M1 represents a star that has ended its life by exploding into the beautiful remnant that we now see. Objects in the sky acquire names that describe how they looked to early observers. So it is with the Crab Nebula — the Earl of Rosse applied the name ‘Crab’ as a result of his observation with a large telescope in 1848.

M1 - The Crab Nebula (image credit NASA)

If we turn the clock back on this object, to before it went supernova, we discover that the progenitor was about a 10 solar mass star (as massive as 10 Suns) and stars more than 8 solar masses are considered high mass. Where did all that mass go? Some of it is in the nebulous area and some of it is in the neutron star that is the final remains of the original star. These two do not account for all of the original mass, however and it is thought that some of the original mass was carried from the star by the solar wind. Astronomers don’t know where the missing mass is.

The leftover star is now a neutron pulsar, a very unusual object emitting radiation at radio frequencies, but this radiation is leaving the star as a beam of radiation, more like a lighthouse beam than like a standard radio transmission. And, like a lighthouse, the pulsar is rotating in such a way that the beam of radiation points at the earth every 33 milliseconds (.033 seconds).

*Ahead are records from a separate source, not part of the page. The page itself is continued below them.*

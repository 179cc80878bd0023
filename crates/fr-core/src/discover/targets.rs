//! Instance directory discovery under the target root.

use std::collections::BTreeMap;
use std::fs;
use std::path::{Path, PathBuf, MAIN_SEPARATOR};

use serde::Serialize;
use thiserror::Error;
use tracing::{debug, info, warn};

use crate::logging::event_names;

#[derive(Debug, Error)]
pub enum DiscoveryError {
    #[error("cannot read target root {path}: {source}")]
    UnreadableRoot {
        path: PathBuf,
        #[source]
        source: std::io::Error,
    },
}

/// One instance selected for update.
#[derive(Debug, Clone, PartialEq, Eq, Serialize)]
pub struct Instance {
    pub id: String,
    /// `<root>/<id>/<marker dir>`, where files are installed.
    pub base_path: PathBuf,
    /// `<base_path>/<prefix><id>.exe`; `None` when no usable name can be built.
    pub exe_path: Option<PathBuf>,
}

/// Why an instance directory was left out.
#[derive(Debug, Clone, PartialEq, Eq, Serialize)]
#[serde(tag = "reason", rename_all = "snake_case")]
pub enum SkipReason {
    /// Listed in the exclusion string.
    Excluded,
    /// No sub-directory contains the marker.
    NoMarkerDir,
    /// More than one sub-directory contains the marker.
    AmbiguousMarker { candidates: Vec<String> },
    /// The instance directory could not be listed.
    Unreadable { error: String },
    /// Directory name is not valid UTF-8.
    InvalidName,
}

#[derive(Debug, Clone, PartialEq, Eq, Serialize)]
pub struct SkippedInstance {
    pub id: String,
    #[serde(flatten)]
    pub reason: SkipReason,
}

/// Discovery result: selected instances in ascending id order plus the
/// directories that were passed over.
#[derive(Debug, Clone, Default, Serialize)]
pub struct Discovery {
    pub instances: BTreeMap<String, Instance>,
    pub skipped: Vec<SkippedInstance>,
}

/// Sub-directory names of `dir`, sorted.
fn child_dirs(dir: &Path) -> std::io::Result<Vec<(PathBuf, Option<String>)>> {
    let mut dirs = Vec::new();
    for entry in fs::read_dir(dir)? {
        let entry = entry?;
        let path = entry.path();
        if path.is_dir() {
            dirs.push((path, entry.file_name().to_str().map(str::to_string)));
        }
    }
    dirs.sort();
    Ok(dirs)
}

fn exe_path_for(base: &Path, prefix: &str, id: &str) -> Option<PathBuf> {
    if prefix.contains('/') || prefix.contains(MAIN_SEPARATOR) {
        return None;
    }
    Some(base.join(format!("{}{}.exe", prefix, id)))
}

/// Scan `root` for instance directories.
///
/// A directory is skipped when its name occurs anywhere inside `exclusions`
/// (a substring test, so `"1"` is excluded by `"001,002"`). A kept instance
/// must hold exactly one sub-directory whose name contains `marker`.
pub fn discover_targets(
    root: &Path,
    marker: &str,
    exclusions: &str,
    prefix: &str,
) -> Result<Discovery, DiscoveryError> {
    let entries = child_dirs(root).map_err(|source| DiscoveryError::UnreadableRoot {
        path: root.to_path_buf(),
        source,
    })?;

    let mut discovery = Discovery::default();
    for (path, name) in entries {
        let Some(id) = name else {
            warn!(target: event_names::DISCOVER_UNREADABLE, path = %path.display(), "Skipping non-UTF-8 instance directory");
            discovery.skipped.push(SkippedInstance {
                id: path.display().to_string(),
                reason: SkipReason::InvalidName,
            });
            continue;
        };

        if exclusions.contains(id.as_str()) {
            debug!(target: event_names::DISCOVER_EXCLUDED, instance = %id, "Instance excluded");
            discovery.skipped.push(SkippedInstance {
                id,
                reason: SkipReason::Excluded,
            });
            continue;
        }

        let subdirs = match child_dirs(&path) {
            Ok(subdirs) => subdirs,
            Err(e) => {
                warn!(target: event_names::DISCOVER_UNREADABLE, instance = %id, error = %e, "Cannot read instance directory");
                discovery.skipped.push(SkippedInstance {
                    id,
                    reason: SkipReason::Unreadable {
                        error: e.to_string(),
                    },
                });
                continue;
            }
        };

        let mut matches: Vec<(PathBuf, String)> = subdirs
            .into_iter()
            .filter_map(|(p, n)| n.filter(|n| n.contains(marker)).map(|n| (p, n)))
            .collect();

        if matches.len() != 1 {
            let candidates: Vec<String> = matches.into_iter().map(|(_, n)| n).collect();
            warn!(
                target: event_names::DISCOVER_AMBIGUOUS,
                instance = %id,
                marker,
                found = candidates.len(),
                "Instance needs exactly one sub-directory matching the server type"
            );
            let reason = if candidates.is_empty() {
                SkipReason::NoMarkerDir
            } else {
                SkipReason::AmbiguousMarker { candidates }
            };
            discovery.skipped.push(SkippedInstance { id, reason });
            continue;
        }

        let (base_path, _) = matches.remove(0);
        let exe_path = exe_path_for(&base_path, prefix, &id);
        info!(target: event_names::DISCOVER_INSTANCE, instance = %id, path = %base_path.display(), "Found instance");
        discovery.instances.insert(
            id.clone(),
            Instance {
                id,
                base_path,
                exe_path,
            },
        );
    }

    Ok(discovery)
}

#[cfg(test)]
mod tests {
    use super::*;
    use tempfile::TempDir;

    fn mkdirs(root: &Path, dirs: &[&str]) {
        for d in dirs {
            fs::create_dir_all(root.join(d)).unwrap();
        }
    }

    #[test]
    fn test_single_marker_dir_selected() {
        let temp = TempDir::new().unwrap();
        mkdirs(temp.path(), &["007/trade4", "007/logs"]);

        let found = discover_targets(temp.path(), "trade", "", "trade").unwrap();
        let inst = &found.instances["007"];
        assert_eq!(inst.base_path, temp.path().join("007").join("trade4"));
        assert_eq!(
            inst.exe_path.as_deref(),
            Some(temp.path().join("007/trade4/trade007.exe").as_path())
        );
        assert!(found.skipped.is_empty());
    }

    #[test]
    fn test_zero_or_many_markers_skip_instance() {
        let temp = TempDir::new().unwrap();
        mkdirs(
            temp.path(),
            &["001/logs", "002/trade4", "002/trade5", "003/trade"],
        );

        let found = discover_targets(temp.path(), "trade", "", "trade").unwrap();
        assert_eq!(found.instances.keys().collect::<Vec<_>>(), vec!["003"]);
        assert_eq!(found.skipped.len(), 2);
        assert_eq!(found.skipped[0].reason, SkipReason::NoMarkerDir);
        assert_eq!(
            found.skipped[1].reason,
            SkipReason::AmbiguousMarker {
                candidates: vec!["trade4".to_string(), "trade5".to_string()]
            }
        );
    }

    #[test]
    fn test_exclusion_is_substring_match() {
        let temp = TempDir::new().unwrap();
        mkdirs(temp.path(), &["1/trade", "01/trade", "003/trade"]);

        let found = discover_targets(temp.path(), "trade", "001,002", "trade").unwrap();
        // "1" and "01" both occur inside "001,002".
        assert_eq!(found.instances.keys().collect::<Vec<_>>(), vec!["003"]);
        assert!(found
            .skipped
            .iter()
            .all(|s| s.reason == SkipReason::Excluded));
    }

    #[test]
    fn test_files_are_not_instances() {
        let temp = TempDir::new().unwrap();
        mkdirs(temp.path(), &["007/trade"]);
        fs::write(temp.path().join("README"), "x").unwrap();
        fs::write(temp.path().join("007").join("trade.txt"), "x").unwrap();

        let found = discover_targets(temp.path(), "trade", "", "trade").unwrap();
        assert_eq!(found.instances.len(), 1);
    }

    #[test]
    fn test_prefix_with_separator_leaves_exe_unresolved() {
        let temp = TempDir::new().unwrap();
        mkdirs(temp.path(), &["007/trade"]);

        let found = discover_targets(temp.path(), "trade", "", "bin/trade").unwrap();
        assert_eq!(found.instances["007"].exe_path, None);
    }

    #[test]
    fn test_unreadable_root_is_error() {
        let temp = TempDir::new().unwrap();
        let missing = temp.path().join("missing");
        assert!(matches!(
            discover_targets(&missing, "trade", "", "trade"),
            Err(DiscoveryError::UnreadableRoot { .. })
        ));
    }
}
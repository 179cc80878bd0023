//! Configuration path resolution.
//!
//! Resolution order: CLI argument → environment variable → `config/` next to
//! the running executable.

use std::path::{Path, PathBuf};

/// Environment variable naming an explicit config file.
pub const ENV_CONFIG_PATH: &str = "FLEET_ROLLOUT_CONFIG";

/// Directory (next to the executable) holding the config file.
pub const CONFIG_DIR_NAME: &str = "config";

/// Config file name inside [`CONFIG_DIR_NAME`].
pub const CONFIG_FILE_NAME: &str = "config.toml";

/// Where a configuration file path came from.
#[derive(Debug, Clone, Copy, Default, PartialEq, Eq)]
pub enum ConfigSource {
    /// Explicitly provided via CLI argument.
    CliArgument,

    /// Set via environment variable.
    Environment,

    /// The `config/` directory beside the executable.
    #[default]
    ExecutableDir,
}

impl std::fmt::Display for ConfigSource {
    fn fmt(&self, f: &mut std::fmt::Formatter<'_>) -> std::fmt::Result {
        match self {
            ConfigSource::CliArgument => write!(f, "CLI argument"),
            ConfigSource::Environment => write!(f, "environment variable"),
            ConfigSource::ExecutableDir => write!(f, "executable directory"),
        }
    }
}

/// A resolved config file path and its provenance.
#[derive(Debug, Clone, PartialEq, Eq)]
pub struct ConfigLocation {
    pub path: PathBuf,
    pub source: ConfigSource,
}

/// Resolve the config file path.
///
/// Explicit paths win even when the file is missing, so the caller reports
/// the path the operator actually asked for.
pub fn resolve_config_path(cli_path: Option<&Path>, exe_dir: &Path) -> ConfigLocation {
    if let Some(path) = cli_path {
        return ConfigLocation {
            path: path.to_path_buf(),
            source: ConfigSource::CliArgument,
        };
    }

    if let Ok(env_path) = std::env::var(ENV_CONFIG_PATH) {
        if !env_path.trim().is_empty() {
            return ConfigLocation {
                path: PathBuf::from(env_path),
                source: ConfigSource::Environment,
            };
        }
    }

    ConfigLocation {
        path: default_config_path(exe_dir),
        source: ConfigSource::ExecutableDir,
    }
}

/// `<exe_dir>/config/config.toml`.
pub fn default_config_path(exe_dir: &Path) -> PathBuf {
    exe_dir.join(CONFIG_DIR_NAME).join(CONFIG_FILE_NAME)
}

/// Directory containing the running executable, or `.` when unknown.
pub fn executable_dir() -> PathBuf {
    std::env::current_exe()
        .ok()
        .and_then(|exe| exe.parent().map(Path::to_path_buf))
        .unwrap_or_else(|| PathBuf::from("."))
}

So we observe pulses of radiation and not a steady stream of radiation.

Until astronomers figured out the physics for this neutron star pulsar some thought that the radiation was a signal from another intelligent civilization.

So, what’s a neutron star? When a supernova goes off the driving force is the gravitational collapse of the star. The neutrons are as compressed as physics will allow (the old physics notion that two objects can’t occupy the same space applies).

The neutron star is less than two solar masses. Why didn’t the supernova create a black hole? The answer is that the progenitor star wasn’t massive enough to do that. The creation of a black hole requires that a very high mass star reach the end-of-life.